## Task objective
Work out the count of lines in the listing below that include "must". Give that count alone.

··········

//! Delivery counters.

use std::sync::atomic::{AtomicU64, Ordering};

use serde::{Deserialize, Serialize};

/// A resettable monotonic counter.
#[derive(Debug, Default)]
pub struct Counter(AtomicU64);

impl Counter {
    pub const fn new() -> Self {
        Self(AtomicU64::new(0))
    }

    /// Increment and return the new value.
    pub fn increment(&self) -> u64 {
        self.0.fetch_add(1, Ordering::Relaxed) + 1
    }

    pub fn get(&self) -> u64 {
        self.0.load(Ordering::Relaxed)
    }

    pub fn reset(&self) {
        self.0.store(0, Ordering::Relaxed);
    }
}

/// Counters maintained by the message pipeline.
///
/// `messages_received` counts every inbound text message, including ones that
/// fail to decode, so it may exceed the number of queued notifications.
#[derive(Debug, Default)]
pub struct Metrics {
    pub messages_received: Counter,
    pub errors: Counter,
}

impl Metrics {
    pub const fn new() -> Self {
        Self {
            messages_received: Counter::new(),
            errors: Counter::new(),
        }
    }

    pub fn reset(&self) {
        self.messages_received.reset();
        self.errors.reset();
    }

    pub fn snapshot(&self) -> MetricsSnapshot {
        MetricsSnapshot {
            messages_received: self.messages_received.get(),
            errors: self.errors.get(),
        }
    }
}

/// Point-in-time copy of [`Metrics`], suitable for reports.
#[derive(Debug, Clone, Copy, Default, PartialEq, Eq, Serialize, Deserialize)]
pub struct MetricsSnapshot {
    pub messages_received: u64,
    pub errors: u64,
}
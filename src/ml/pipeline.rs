//! End-to-end message classification pipeline.
//!
//! `TrainedPipeline` is the unit that gets saved to disk: the fitted
//! vectorizer, the per-category classifiers and the training metadata
//! travel together, so the prediction CLI can load one file and classify.

use std::collections::HashMap;
use std::fs::File;
use std::io::{BufReader, BufWriter};
use std::path::Path;

use chrono::{DateTime, Utc};
use ndarray::Array2;
use serde::{Deserialize, Serialize};

use crate::error::{AppError, Result};
use crate::features::{TextVectorizer, VectorizerConfig};
use crate::ml::classifier::{MultiLabelClassifier, SvmConfig};

/// Training provenance stored with the model artifact.
#[derive(Debug, Clone, Serialize, Deserialize)]
pub struct PipelineMetadata {
    pub trained_at: DateTime<Utc>,
    pub n_training_samples: usize,
    pub n_features: usize,
    pub n_categories: usize,
    pub hyperparameters: HashMap<String, String>,
}

/// Fitted vectorizer, classifiers and metadata.
#[derive(Serialize, Deserialize)]
pub struct TrainedPipeline {
    vectorizer: TextVectorizer,
    classifier: MultiLabelClassifier,
    metadata: PipelineMetadata,
}

impl TrainedPipeline {
    /// Fit the vectorizer and one classifier per category on a training set.
    pub fn fit(
        texts: &[String],
        labels: &Array2<u8>,
        category_names: &[String],
        vectorizer_config: VectorizerConfig,
        svm_config: SvmConfig,
    ) -> Result<Self> {
        let mut vectorizer = TextVectorizer::new(vectorizer_config);
        let features = vectorizer.fit_transform(texts)?;

        let mut classifier = MultiLabelClassifier::new(svm_config.clone());
        classifier.train(&features, labels, category_names)?;

        let config = vectorizer.config();
        let hyperparameters = HashMap::from([
            (
                "ngram_range".to_string(),
                format!("{}..={}", config.ngram_min, config.ngram_max),
            ),
            ("max_df".to_string(), config.max_df.to_string()),
            (
                "max_features".to_string(),
                config
                    .max_features
                    .map_or_else(|| "none".to_string(), |k| k.to_string()),
            ),
            ("svm_c".to_string(), svm_config.c.to_string()),
        ]);

        let metadata = PipelineMetadata {
            trained_at: Utc::now(),
            n_training_samples: texts.len(),
            n_features: vectorizer.vocabulary_size(),
            n_categories: category_names.len(),
            hyperparameters,
        };

        Ok(Self {
            vectorizer,
            classifier,
            metadata,
        })
    }

    /// Predict the 0/1 label matrix for a batch of messages.
    pub fn predict_texts(&self, texts: &[String]) -> Result<Array2<u8>> {
        let features = self.vectorizer.transform(texts)?;
        self.classifier.predict(&features)
    }

    /// Predict the label vector for one message, in category order.
    ///
    /// The returned vector always has one entry per category the pipeline
    /// was trained on.
    pub fn predict_one(&self, text: &str) -> Result<Vec<u8>> {
        let matrix = self.predict_texts(&[text.to_string()])?;
        Ok(matrix.row(0).to_vec())
    }

    /// Category names in label column order
    pub fn category_names(&self) -> &[String] {
        self.classifier.category_names()
    }

    /// Training provenance
    pub fn metadata(&self) -> &PipelineMetadata {
        &self.metadata
    }

    /// Write the pipeline to a binary file, creating parent directories.
    pub fn save(&self, path: &Path) -> Result<()> {
        if let Some(parent) = path.parent() {
            if !parent.as_os_str().is_empty() {
                std::fs::create_dir_all(parent)?;
            }
        }
        let file = File::create(path)?;
        let mut writer = BufWriter::new(file);
        bincode::serialize_into(&mut writer, self)?;
        Ok(())
    }

    /// Load a pipeline written by [`save`](Self::save).
    pub fn load(path: &Path) -> Result<Self> {
        if !path.exists() {
            return Err(AppError::NotFound(format!(
                "model file {}",
                path.display()
            )));
        }
        let file = File::open(path)?;
        let reader = BufReader::new(file);
        let pipeline = bincode::deserialize_from(reader)?;
        Ok(pipeline)
    }
}

#[cfg(test)]
mod tests {
    use super::*;
    use ndarray::array;

    fn training_corpus() -> (Vec<String>, Array2<u8>, Vec<String>) {
        let texts = [
            "need clean water",
            "water supply low",
            "send drinking water",
            "food packages required",
            "people need food",
            "food aid requested",
        ]
        .iter()
        .map(|t| t.to_string())
        .collect();
        let labels = array![[1u8, 0], [1, 0], [1, 0], [0, 1], [0, 1], [0, 1]];
        let names = vec!["water".to_string(), "food".to_string()];
        (texts, labels, names)
    }

    fn fitted_pipeline() -> TrainedPipeline {
        let (texts, labels, names) = training_corpus();
        TrainedPipeline::fit(
            &texts,
            &labels,
            &names,
            VectorizerConfig::default(),
            SvmConfig::default(),
        )
        .unwrap()
    }

    #[test]
    fn test_fit_and_predict_training_texts() {
        let pipeline = fitted_pipeline();
        let (texts, labels, _) = training_corpus();
        let predictions = pipeline.predict_texts(&texts).unwrap();
        assert_eq!(predictions, labels);
    }

    #[test]
    fn test_predict_one_length_matches_categories() {
        let pipeline = fitted_pipeline();
        let prediction = pipeline.predict_one("completely unrelated text").unwrap();
        assert_eq!(prediction.len(), pipeline.category_names().len());
    }

    #[test]
    fn test_metadata_populated() {
        let pipeline = fitted_pipeline();
        let metadata = pipeline.metadata();
        assert_eq!(metadata.n_training_samples, 6);
        assert_eq!(metadata.n_categories, 2);
        assert!(metadata.n_features > 0);
        assert!(metadata.hyperparameters.contains_key("max_features"));
        assert!(metadata.hyperparameters.contains_key("svm_c"));
    }

    #[test]
    fn test_save_load_round_trip() {
        let pipeline = fitted_pipeline();
        let dir = tempfile::tempdir().unwrap();
        let path = dir.path().join("classifier.bin");
        pipeline.save(&path).unwrap();

        let loaded = TrainedPipeline::load(&path).unwrap();
        assert_eq!(loaded.category_names(), pipeline.category_names());

        let (texts, _, _) = training_corpus();
        for text in &texts {
            assert_eq!(
                loaded.predict_one(text).unwrap(),
                pipeline.predict_one(text).unwrap(),
                "loaded model diverged on: {text}"
            );
        }
    }

    #[test]
    fn test_save_creates_parent_directories() {
        let pipeline = fitted_pipeline();
        let dir = tempfile::tempdir().unwrap();
        let path = dir.path().join("models/nested/classifier.bin");
        pipeline.save(&path).unwrap();
        assert!(path.exists());
    }

    #[test]
    fn test_load_missing_file_is_not_found() {
        let result = TrainedPipeline::load(Path::new("/nonexistent/model.bin"));
        assert!(matches!(result, Err(AppError::NotFound(_))));
    }

    #[test]
    fn test_load_corrupt_file_is_serialization_error() {
        let pipeline = fitted_pipeline();
        let dir = tempfile::tempdir().unwrap();
        let path = dir.path().join("classifier.bin");
        pipeline.save(&path).unwrap();

        let bytes = std::fs::read(&path).unwrap();
        std::fs::write(&path, &bytes[..bytes.len() / 2]).unwrap();
        assert!(matches!(
            TrainedPipeline::load(&path),
            Err(AppError::Serialization(_))
        ));

        std::fs::write(&path, b"not a model file").unwrap();
        assert!(matches!(
            TrainedPipeline::load(&path),
            Err(AppError::Serialization(_))
        ));
    }
}
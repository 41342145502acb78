//! Multi-label evaluation metrics.
//!
//! Metrics are computed structurally into per-category rows; the formatted
//! table is only a `Display` rendering, so nothing downstream ever parses
//! report text.

use std::fmt;

use ndarray::Array2;
use serde::{Deserialize, Serialize};

use crate::error::{AppError, Result};

/// Precision, recall and F1 for one category.
///
/// `support` is the number of held-out rows where the category is positive.
#[derive(Debug, Clone, PartialEq, Serialize, Deserialize)]
pub struct ClassMetrics {
    pub category: String,
    pub precision: f64,
    pub recall: f64,
    pub f1_score: f64,
    pub support: usize,
}

/// Per-category metrics in category column order, with macro averages.
#[derive(Debug, Clone, Serialize, Deserialize)]
pub struct ClassificationReport {
    pub per_category: Vec<ClassMetrics>,
    pub macro_precision: f64,
    pub macro_recall: f64,
    pub macro_f1: f64,
}

/// Compare predictions against truth, one category per label column.
///
/// Rows of the report follow `category_names` order. Undefined ratios
/// (no predicted positives, or no true positives) are reported as 0.0.
pub fn evaluate(
    y_true: &Array2<u8>,
    y_pred: &Array2<u8>,
    category_names: &[String],
) -> Result<ClassificationReport> {
    check_shapes(y_true, y_pred)?;
    if y_true.ncols() != category_names.len() {
        return Err(AppError::DataFormat(format!(
            "{} label columns for {} category names",
            y_true.ncols(),
            category_names.len()
        )));
    }
    if category_names.is_empty() {
        return Err(AppError::DataFormat(
            "cannot evaluate with zero categories".to_string(),
        ));
    }

    let mut per_category = Vec::with_capacity(category_names.len());
    for (column, category) in category_names.iter().enumerate() {
        let (tp, fp, fn_count) = column_counts(y_true, y_pred, column);
        let precision = ratio(tp, tp + fp);
        let recall = ratio(tp, tp + fn_count);
        let f1_score = if precision + recall > 0.0 {
            2.0 * precision * recall / (precision + recall)
        } else {
            0.0
        };
        per_category.push(ClassMetrics {
            category: category.clone(),
            precision,
            recall,
            f1_score,
            support: tp + fn_count,
        });
    }

    let n = per_category.len() as f64;
    Ok(ClassificationReport {
        macro_precision: per_category.iter().map(|m| m.precision).sum::<f64>() / n,
        macro_recall: per_category.iter().map(|m| m.recall).sum::<f64>() / n,
        macro_f1: per_category.iter().map(|m| m.f1_score).sum::<f64>() / n,
        per_category,
    })
}

/// Macro-averaged F1 across all label columns.
pub fn macro_f1(y_true: &Array2<u8>, y_pred: &Array2<u8>) -> Result<f64> {
    check_shapes(y_true, y_pred)?;
    let n_categories = y_true.ncols();
    if n_categories == 0 {
        return Err(AppError::DataFormat(
            "cannot score with zero categories".to_string(),
        ));
    }

    let mut total = 0.0;
    for column in 0..n_categories {
        let (tp, fp, fn_count) = column_counts(y_true, y_pred, column);
        let precision = ratio(tp, tp + fp);
        let recall = ratio(tp, tp + fn_count);
        if precision + recall > 0.0 {
            total += 2.0 * precision * recall / (precision + recall);
        }
    }
    Ok(total / n_categories as f64)
}

fn check_shapes(y_true: &Array2<u8>, y_pred: &Array2<u8>) -> Result<()> {
    if y_true.dim() != y_pred.dim() {
        return Err(AppError::DataFormat(format!(
            "prediction shape {:?} does not match truth shape {:?}",
            y_pred.dim(),
            y_true.dim()
        )));
    }
    Ok(())
}

fn column_counts(y_true: &Array2<u8>, y_pred: &Array2<u8>, column: usize) -> (usize, usize, usize) {
    let mut tp = 0;
    let mut fp = 0;
    let mut fn_count = 0;
    for (truth, pred) in y_true.column(column).iter().zip(y_pred.column(column)) {
        match (*truth != 0, *pred != 0) {
            (true, true) => tp += 1,
            (false, true) => fp += 1,
            (true, false) => fn_count += 1,
            (false, false) => {}
        }
    }
    (tp, fp, fn_count)
}

fn ratio(numerator: usize, denominator: usize) -> f64 {
    if denominator == 0 {
        0.0
    } else {
        numerator as f64 / denominator as f64
    }
}

impl fmt::Display for ClassificationReport {
    fn fmt(&self, f: &mut fmt::Formatter<'_>) -> fmt::Result {
        let width = self
            .per_category
            .iter()
            .map(|m| m.category.len())
            .chain(["macro avg".len()])
            .max()
            .unwrap_or(0);

        writeln!(
            f,
            "{:>width$}  {:>9} {:>9} {:>9} {:>9}",
            "", "precision", "recall", "f1-score", "support"
        )?;
        writeln!(f)?;
        for m in &self.per_category {
            writeln!(
                f,
                "{:>width$}  {:>9.2} {:>9.2} {:>9.2} {:>9}",
                m.category, m.precision, m.recall, m.f1_score, m.support
            )?;
        }
        writeln!(f)?;
        let total_support: usize = self.per_category.iter().map(|m| m.support).sum();
        write!(
            f,
            "{:>width$}  {:>9.2} {:>9.2} {:>9.2} {:>9}",
            "macro avg", self.macro_precision, self.macro_recall, self.macro_f1, total_support
        )
    }
}
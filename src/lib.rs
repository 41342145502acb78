pub mod config;
pub mod error;
pub mod features;
pub mod ml;
pub mod store;
pub mod text;

pub use config::Config;
pub use error::{AppError, Result};
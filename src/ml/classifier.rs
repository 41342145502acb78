//! One-vs-rest classification over label columns.
//!
//! Each category column gets its own linear-kernel SVM. Columns that are
//! constant in the training data cannot be separated, so they fall back to a
//! `Constant` predictor that always answers the one observed value; a
//! degenerate category never aborts a training run.

use linfa::prelude::*;
use linfa::Dataset;
use linfa_svm::Svm;
use ndarray::{Array1, Array2};
use serde::{Deserialize, Serialize};
use tracing::warn;

use crate::error::{AppError, Result};

/// Per-category SVM configuration
#[derive(Debug, Clone, Serialize, Deserialize)]
pub struct SvmConfig {
    /// Regularization strength, applied to both classes
    #[serde(default = "default_c")]
    pub c: f64,
}

impl Default for SvmConfig {
    fn default() -> Self {
        Self { c: default_c() }
    }
}

impl SvmConfig {
    pub fn validate(&self) -> Result<()> {
        if self.c <= 0.0 {
            return Err(AppError::Validation(format!(
                "SVM regularization c must be positive, got {}",
                self.c
            )));
        }
        Ok(())
    }
}

fn default_c() -> f64 {
    1.0
}

/// Classifier for a single category column.
#[derive(Serialize, Deserialize)]
pub enum LabelClassifier {
    /// Separating hyperplane learned from a mixed column
    Svm(Svm<f64, bool>),
    /// Fixed answer for a column that was constant during training
    Constant(bool),
}

/// One classifier per category, in label column order.
#[derive(Serialize, Deserialize)]
pub struct MultiLabelClassifier {
    config: SvmConfig,
    models: Vec<LabelClassifier>,
    category_names: Vec<String>,
    n_features: usize,
    trained: bool,
}

impl MultiLabelClassifier {
    /// Create an untrained classifier with the given configuration
    pub fn new(config: SvmConfig) -> Self {
        Self {
            config,
            models: Vec::new(),
            category_names: Vec::new(),
            n_features: 0,
            trained: false,
        }
    }

    /// Train one classifier per label column.
    ///
    /// `labels` columns and `category_names` must line up; predictions and
    /// reports keep the same order.
    pub fn train(
        &mut self,
        features: &Array2<f64>,
        labels: &Array2<u8>,
        category_names: &[String],
    ) -> Result<()> {
        self.config.validate()?;
        if features.nrows() != labels.nrows() {
            return Err(AppError::DataFormat(format!(
                "{} feature rows for {} label rows",
                features.nrows(),
                labels.nrows()
            )));
        }
        if labels.ncols() != category_names.len() {
            return Err(AppError::DataFormat(format!(
                "{} label columns for {} category names",
                labels.ncols(),
                category_names.len()
            )));
        }
        if features.nrows() == 0 {
            return Err(AppError::DataFormat(
                "cannot train on an empty feature matrix".to_string(),
            ));
        }
        if category_names.is_empty() {
            return Err(AppError::DataFormat(
                "cannot train with zero categories".to_string(),
            ));
        }

        let mut models = Vec::with_capacity(category_names.len());
        for (column, category) in category_names.iter().enumerate() {
            let targets: Array1<bool> = labels.column(column).mapv(|v| v != 0);
            let positives = targets.iter().filter(|&&t| t).count();

            let model = if positives == 0 || positives == targets.len() {
                let value = positives > 0;
                warn!(
                    category = %category,
                    value,
                    "label column is constant in the training data; using a constant predictor"
                );
                LabelClassifier::Constant(value)
            } else {
                let dataset = Dataset::new(features.to_owned(), targets);
                let svm = Svm::<f64, bool>::params()
                    .linear_kernel()
                    .pos_neg_weights(self.config.c, self.config.c)
                    .fit(&dataset)
                    .map_err(|e| {
                        AppError::Training(format!(
                            "SVM training failed for category '{category}': {e}"
                        ))
                    })?;
                LabelClassifier::Svm(svm)
            };
            models.push(model);
        }

        self.models = models;
        self.category_names = category_names.to_vec();
        self.n_features = features.ncols();
        self.trained = true;
        Ok(())
    }

    /// Predict the 0/1 label matrix for a feature matrix.
    pub fn predict(&self, features: &Array2<f64>) -> Result<Array2<u8>> {
        if !self.trained {
            return Err(AppError::Training(
                "classifier must be trained before predicting".to_string(),
            ));
        }
        if features.ncols() != self.n_features {
            return Err(AppError::DataFormat(format!(
                "feature matrix has {} columns, model was trained with {}",
                features.ncols(),
                self.n_features
            )));
        }

        let mut predictions = Array2::zeros((features.nrows(), self.models.len()));
        for (column, model) in self.models.iter().enumerate() {
            match model {
                LabelClassifier::Svm(svm) => {
                    let outputs: Array1<bool> = svm.predict(features);
                    for (row, value) in outputs.iter().enumerate() {
                        predictions[[row, column]] = u8::from(*value);
                    }
                }
                LabelClassifier::Constant(value) => {
                    if *value {
                        predictions.column_mut(column).fill(1);
                    }
                }
            }
        }
        Ok(predictions)
    }

    /// Category names in label column order
    pub fn category_names(&self) -> &[String] {
        &self.category_names
    }

    /// Feature width the model was trained with
    pub fn n_features(&self) -> usize {
        self.n_features
    }

    /// Whether `train` has run
    pub fn is_trained(&self) -> bool {
        self.trained
    }
}

#[cfg(test)]
mod tests {
    use super::*;
    use ndarray::array;

    fn names(list: &[&str]) -> Vec<String> {
        list.iter().map(|s| s.to_string()).collect()
    }

    fn separable_features() -> Array2<f64> {
        array![[0.0, 1.0], [0.05, 0.9], [0.95, 0.1], [1.0, 0.0]]
    }

    #[test]
    fn test_train_and_predict_separable_column() {
        let features = separable_features();
        let labels = array![[0u8], [0], [1], [1]];
        let mut classifier = MultiLabelClassifier::new(SvmConfig::default());
        classifier.train(&features, &labels, &names(&["water"])).unwrap();

        let predictions = classifier.predict(&features).unwrap();
        assert_eq!(predictions, labels);
    }

    #[test]
    fn test_constant_columns_use_fallback() {
        let features = separable_features();
        let labels = array![[0u8, 1, 0], [0, 1, 0], [1, 1, 0], [1, 1, 0]];
        let mut classifier = MultiLabelClassifier::new(SvmConfig::default());
        classifier
            .train(&features, &labels, &names(&["water", "related", "missing"]))
            .unwrap();

        let predictions = classifier.predict(&features).unwrap();
        // Constant-true and constant-false columns reproduce their value.
        assert!(predictions.column(1).iter().all(|&v| v == 1));
        assert!(predictions.column(2).iter().all(|&v| v == 0));
        assert_eq!(predictions.column(0), labels.column(0));
    }

    #[test]
    fn test_prediction_width_is_category_count() {
        let features = separable_features();
        let labels = array![[0u8, 0], [0, 1], [1, 0], [1, 1]];
        let mut classifier = MultiLabelClassifier::new(SvmConfig::default());
        classifier.train(&features, &labels, &names(&["water", "food"])).unwrap();

        let single = classifier.predict(&array![[0.0, 1.0]]).unwrap();
        assert_eq!(single.dim(), (1, 2));
    }

    #[test]
    fn test_predict_before_train_is_an_error() {
        let classifier = MultiLabelClassifier::new(SvmConfig::default());
        let err = classifier.predict(&array![[0.0, 1.0]]).unwrap_err();
        assert!(matches!(err, AppError::Training(_)));
    }

    #[test]
    fn test_feature_width_mismatch_rejected() {
        let features = separable_features();
        let labels = array![[0u8], [0], [1], [1]];
        let mut classifier = MultiLabelClassifier::new(SvmConfig::default());
        classifier.train(&features, &labels, &names(&["water"])).unwrap();

        let err = classifier.predict(&array![[0.0]]).unwrap_err();
        assert!(matches!(err, AppError::DataFormat(_)));
    }

    #[test]
    fn test_shape_validation_on_train() {
        let mut classifier = MultiLabelClassifier::new(SvmConfig::default());
        let err = classifier
            .train(
                &separable_features(),
                &array![[0u8], [1]],
                &names(&["water"]),
            )
            .unwrap_err();
        assert!(matches!(err, AppError::DataFormat(_)));

        let err = classifier
            .train(
                &separable_features(),
                &array![[0u8], [0], [1], [1]],
                &names(&["water", "food"]),
            )
            .unwrap_err();
        assert!(matches!(err, AppError::DataFormat(_)));
    }

    #[test]
    fn test_invalid_c_rejected() {
        let mut classifier = MultiLabelClassifier::new(SvmConfig { c: 0.0 });
        let err = classifier
            .train(
                &separable_features(),
                &array![[0u8], [0], [1], [1]],
                &names(&["water"]),
            )
            .unwrap_err();
        assert!(matches!(err, AppError::Validation(_)));
    }
}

··········

## The answer
3